(Data section)

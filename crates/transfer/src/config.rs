//! Transfer configuration.

use std::path::PathBuf;
use std::time::Duration;

use crate::fault::{FaultPolicy, NoFaults, RandomFaults};
use crate::{DEFAULT_CHUNK_SIZE, MAX_CHUNK_SIZE, TransferError};

/// How the ack timeout grows across retries of the same frame.
#[derive(Debug, Clone, Copy, PartialEq, Eq, Default)]
pub enum Backoff {
    /// Every attempt waits `ack_timeout`.
    #[default]
    Fixed,
    /// Attempt `n` waits `ack_timeout * 2^n`, capped at `max`.
    Exponential { max: Duration },
}

impl Backoff {
    /// Ack timeout for an attempt that follows `retries` failed ones.
    pub fn timeout_for(&self, base: Duration, retries: u32) -> Duration {
        match self {
            Self::Fixed => base,
            Self::Exponential { max } => {
                let factor = 1u32.checked_shl(retries).unwrap_or(u32::MAX);
                base.saturating_mul(factor).min(*max)
            }
        }
    }
}

/// Fault-injection settings.
#[derive(Debug, Clone, PartialEq)]
pub struct FaultConfig {
    pub enabled: bool,
    /// Probability that a frame is silently discarded.
    pub drop_probability: f64,
    /// Probability that a surviving frame has bytes flipped.
    pub corrupt_probability: f64,
    /// Upper bound of the random delay applied to frames that pass.
    pub max_delay: Duration,
    /// RNG seed; `None` draws one from the OS.
    pub seed: Option<u64>,
}

impl Default for FaultConfig {
    fn default() -> Self {
        Self {
            enabled: false,
            drop_probability: 0.25,
            corrupt_probability: 0.25,
            max_delay: Duration::from_millis(10),
            seed: None,
        }
    }
}

/// Settings shared by sender and receiver sessions.
#[derive(Debug, Clone, PartialEq)]
pub struct TransferConfig {
    pub chunk_size: usize,
    pub ack_timeout: Duration,
    /// Retransmissions allowed per frame before the transfer fails.
    pub max_retries: u32,
    pub backoff: Backoff,
    /// Directory the receiver writes `received_*` files into.
    pub output_dir: PathBuf,
    pub faults: FaultConfig,
}

impl Default for TransferConfig {
    fn default() -> Self {
        Self {
            chunk_size: DEFAULT_CHUNK_SIZE,
            ack_timeout: Duration::from_secs(2),
            max_retries: 3,
            backoff: Backoff::Fixed,
            output_dir: PathBuf::from("."),
            faults: FaultConfig::default(),
        }
    }
}

impl TransferConfig {
    /// Checks value ranges.
    pub fn validate(&self) -> Result<(), TransferError> {
        if self.chunk_size == 0 || self.chunk_size > MAX_CHUNK_SIZE {
            return Err(TransferError::InvalidConfig(format!(
                "chunk size must be between 1 and {MAX_CHUNK_SIZE} bytes, got {}",
                self.chunk_size
            )));
        }
        if self.ack_timeout.is_zero() {
            return Err(TransferError::InvalidConfig(
                "ack timeout must be greater than zero".into(),
            ));
        }
        for (name, p) in [
            ("drop probability", self.faults.drop_probability),
            ("corrupt probability", self.faults.corrupt_probability),
        ] {
            if !(0.0..=1.0).contains(&p) {
                return Err(TransferError::InvalidConfig(format!(
                    "{name} must be within 0.0..=1.0, got {p}"
                )));
            }
        }
        Ok(())
    }

    /// Largest frame body either side accepts.
    pub fn max_frame_len(&self) -> usize {
        chunkferry_protocol::max_frame_len(self.chunk_size)
    }

    /// Worst-case time a sender keeps retrying a single frame.
    ///
    /// Senders announce it in their offer. The receiver waits for the
    /// longer of its own window and the announced one before treating a
    /// silent peer as gone.
    pub fn retry_window(&self) -> Duration {
        (0..=self.max_retries)
            .map(|r| self.backoff.timeout_for(self.ack_timeout, r))
            .fold(self.ack_timeout, Duration::saturating_add)
    }

    /// Builds the fault policy for the `connection`-th connection.
    pub fn fault_policy(&self, connection: u64) -> Box<dyn FaultPolicy> {
        if self.faults.enabled {
            Box::new(RandomFaults::from_config(&self.faults, connection))
        } else {
            Box::new(NoFaults)
        }
    }
}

(End Data section)

Prompt:
Which of the lines above contain "waits"? Return them all.

Answer section:
    /// Every attempt waits `ack_timeout`.
    /// Attempt `n` waits `ack_timeout * 2^n`, capped at `max`.
    /// Senders announce it in their offer. The receiver waits for the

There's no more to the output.